═══ Input material ═══
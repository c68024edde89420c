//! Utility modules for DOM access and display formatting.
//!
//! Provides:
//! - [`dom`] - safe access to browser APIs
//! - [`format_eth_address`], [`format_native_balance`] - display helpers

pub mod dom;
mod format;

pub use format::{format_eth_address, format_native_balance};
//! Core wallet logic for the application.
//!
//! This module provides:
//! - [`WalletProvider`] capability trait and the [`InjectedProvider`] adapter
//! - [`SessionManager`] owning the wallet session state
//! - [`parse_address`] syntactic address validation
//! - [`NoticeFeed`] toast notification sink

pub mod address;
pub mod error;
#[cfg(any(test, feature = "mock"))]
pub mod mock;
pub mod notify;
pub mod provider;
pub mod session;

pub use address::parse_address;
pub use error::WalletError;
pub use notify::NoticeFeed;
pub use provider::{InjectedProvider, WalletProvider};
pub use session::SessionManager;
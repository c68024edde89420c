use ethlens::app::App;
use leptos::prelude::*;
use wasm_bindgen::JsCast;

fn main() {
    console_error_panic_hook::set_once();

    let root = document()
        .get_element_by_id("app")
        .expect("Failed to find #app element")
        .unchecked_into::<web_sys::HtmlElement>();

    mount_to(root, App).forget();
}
═══
═══ Input material ═══
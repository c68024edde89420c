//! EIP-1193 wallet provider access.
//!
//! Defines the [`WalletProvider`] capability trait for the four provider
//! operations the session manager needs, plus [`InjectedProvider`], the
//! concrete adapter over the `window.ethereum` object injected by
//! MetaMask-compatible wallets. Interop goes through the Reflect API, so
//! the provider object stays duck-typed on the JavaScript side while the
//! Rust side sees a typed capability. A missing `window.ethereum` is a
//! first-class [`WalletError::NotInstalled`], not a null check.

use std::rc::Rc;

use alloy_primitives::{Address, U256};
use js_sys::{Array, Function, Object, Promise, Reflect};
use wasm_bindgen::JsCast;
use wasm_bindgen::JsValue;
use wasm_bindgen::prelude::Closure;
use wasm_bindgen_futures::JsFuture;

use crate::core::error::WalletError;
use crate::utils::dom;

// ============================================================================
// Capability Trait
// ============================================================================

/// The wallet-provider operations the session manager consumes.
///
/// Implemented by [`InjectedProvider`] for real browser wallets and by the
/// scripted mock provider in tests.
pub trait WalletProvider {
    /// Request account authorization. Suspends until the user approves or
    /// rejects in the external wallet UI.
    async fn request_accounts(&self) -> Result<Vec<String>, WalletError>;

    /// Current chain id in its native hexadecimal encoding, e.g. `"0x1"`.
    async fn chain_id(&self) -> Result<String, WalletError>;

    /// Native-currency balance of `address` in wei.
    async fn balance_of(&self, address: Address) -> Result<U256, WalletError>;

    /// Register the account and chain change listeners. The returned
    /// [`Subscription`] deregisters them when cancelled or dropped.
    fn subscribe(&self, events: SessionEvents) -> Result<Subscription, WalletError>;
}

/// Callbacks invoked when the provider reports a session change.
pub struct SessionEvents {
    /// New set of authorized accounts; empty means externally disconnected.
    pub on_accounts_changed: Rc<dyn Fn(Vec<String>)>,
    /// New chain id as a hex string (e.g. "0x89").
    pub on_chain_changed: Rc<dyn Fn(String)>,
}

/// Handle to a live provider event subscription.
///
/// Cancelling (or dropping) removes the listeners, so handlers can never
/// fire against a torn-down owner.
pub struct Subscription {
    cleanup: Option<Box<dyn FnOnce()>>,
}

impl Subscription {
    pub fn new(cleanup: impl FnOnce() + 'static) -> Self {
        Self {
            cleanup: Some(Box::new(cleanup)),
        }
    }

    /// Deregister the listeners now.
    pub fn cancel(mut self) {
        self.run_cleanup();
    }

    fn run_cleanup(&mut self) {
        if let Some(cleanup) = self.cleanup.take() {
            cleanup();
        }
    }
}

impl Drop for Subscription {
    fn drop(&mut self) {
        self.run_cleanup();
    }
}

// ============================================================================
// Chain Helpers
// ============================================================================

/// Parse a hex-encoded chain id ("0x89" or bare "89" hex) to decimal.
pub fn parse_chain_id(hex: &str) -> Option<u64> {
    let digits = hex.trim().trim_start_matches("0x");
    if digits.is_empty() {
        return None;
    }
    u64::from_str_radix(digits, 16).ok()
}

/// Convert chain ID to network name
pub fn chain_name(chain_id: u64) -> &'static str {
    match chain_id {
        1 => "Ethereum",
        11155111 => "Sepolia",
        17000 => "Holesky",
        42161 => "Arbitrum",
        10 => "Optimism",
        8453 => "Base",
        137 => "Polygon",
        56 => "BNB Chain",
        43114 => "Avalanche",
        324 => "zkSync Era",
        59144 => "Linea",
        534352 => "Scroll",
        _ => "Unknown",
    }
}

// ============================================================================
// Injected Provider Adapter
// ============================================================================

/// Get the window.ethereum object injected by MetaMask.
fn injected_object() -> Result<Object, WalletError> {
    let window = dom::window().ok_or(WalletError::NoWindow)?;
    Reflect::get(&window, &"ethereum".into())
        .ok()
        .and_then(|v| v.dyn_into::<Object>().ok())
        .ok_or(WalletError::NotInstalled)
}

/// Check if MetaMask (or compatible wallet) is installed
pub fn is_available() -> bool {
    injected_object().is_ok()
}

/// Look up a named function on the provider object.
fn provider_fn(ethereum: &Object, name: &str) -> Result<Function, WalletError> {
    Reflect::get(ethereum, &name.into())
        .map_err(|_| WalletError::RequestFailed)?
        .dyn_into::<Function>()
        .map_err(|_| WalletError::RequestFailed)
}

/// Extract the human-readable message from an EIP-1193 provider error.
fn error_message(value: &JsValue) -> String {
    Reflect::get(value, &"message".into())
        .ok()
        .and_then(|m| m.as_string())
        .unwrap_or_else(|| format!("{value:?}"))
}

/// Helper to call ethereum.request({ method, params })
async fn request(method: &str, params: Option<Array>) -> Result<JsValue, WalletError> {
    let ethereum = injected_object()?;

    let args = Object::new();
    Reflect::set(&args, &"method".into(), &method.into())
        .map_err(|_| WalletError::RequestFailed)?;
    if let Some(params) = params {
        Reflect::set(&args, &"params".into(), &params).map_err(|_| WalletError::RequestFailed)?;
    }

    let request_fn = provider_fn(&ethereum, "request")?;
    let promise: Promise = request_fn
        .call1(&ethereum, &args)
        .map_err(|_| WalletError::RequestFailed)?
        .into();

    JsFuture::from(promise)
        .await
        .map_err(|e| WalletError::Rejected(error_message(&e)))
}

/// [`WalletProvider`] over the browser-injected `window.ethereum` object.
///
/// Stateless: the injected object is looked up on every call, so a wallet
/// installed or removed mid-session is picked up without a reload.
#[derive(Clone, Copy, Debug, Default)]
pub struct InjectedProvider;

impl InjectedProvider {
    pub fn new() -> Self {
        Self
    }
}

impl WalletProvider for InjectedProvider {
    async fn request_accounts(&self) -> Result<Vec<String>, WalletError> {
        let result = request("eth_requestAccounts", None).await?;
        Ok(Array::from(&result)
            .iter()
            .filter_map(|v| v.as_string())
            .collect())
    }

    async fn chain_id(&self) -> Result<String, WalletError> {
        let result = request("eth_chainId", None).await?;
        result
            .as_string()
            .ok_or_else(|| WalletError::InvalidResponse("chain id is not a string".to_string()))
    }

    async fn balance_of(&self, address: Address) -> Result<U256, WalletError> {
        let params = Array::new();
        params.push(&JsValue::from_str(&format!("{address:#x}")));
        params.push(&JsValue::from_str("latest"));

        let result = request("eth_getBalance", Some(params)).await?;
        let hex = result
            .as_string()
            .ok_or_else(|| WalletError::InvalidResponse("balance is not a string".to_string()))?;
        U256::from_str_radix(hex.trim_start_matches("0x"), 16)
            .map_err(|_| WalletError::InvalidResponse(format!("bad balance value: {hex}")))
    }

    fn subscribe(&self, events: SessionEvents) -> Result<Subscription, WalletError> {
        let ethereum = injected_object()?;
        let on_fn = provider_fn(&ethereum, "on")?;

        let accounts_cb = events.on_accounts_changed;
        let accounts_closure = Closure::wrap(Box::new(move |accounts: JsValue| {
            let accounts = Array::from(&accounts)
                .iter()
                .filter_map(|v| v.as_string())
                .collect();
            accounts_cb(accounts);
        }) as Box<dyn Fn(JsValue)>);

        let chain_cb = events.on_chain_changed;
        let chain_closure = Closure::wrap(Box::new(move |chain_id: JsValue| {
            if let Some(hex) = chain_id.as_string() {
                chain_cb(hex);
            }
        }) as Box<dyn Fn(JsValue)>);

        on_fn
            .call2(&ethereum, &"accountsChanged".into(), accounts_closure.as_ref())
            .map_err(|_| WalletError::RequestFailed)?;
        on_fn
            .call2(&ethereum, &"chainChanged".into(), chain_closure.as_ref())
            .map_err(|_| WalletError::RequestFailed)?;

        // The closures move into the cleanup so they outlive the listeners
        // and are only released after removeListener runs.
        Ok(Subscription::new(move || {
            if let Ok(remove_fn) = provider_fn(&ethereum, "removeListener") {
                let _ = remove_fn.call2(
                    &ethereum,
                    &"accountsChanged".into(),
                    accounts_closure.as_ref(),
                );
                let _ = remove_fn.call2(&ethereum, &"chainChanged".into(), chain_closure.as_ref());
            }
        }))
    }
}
═══
Using the records above, copy each line that contains "over".

# Finished task
//! concrete adapter over the `window.ethereum` object injected by
/// [`WalletProvider`] over the browser-injected `window.ethereum` object.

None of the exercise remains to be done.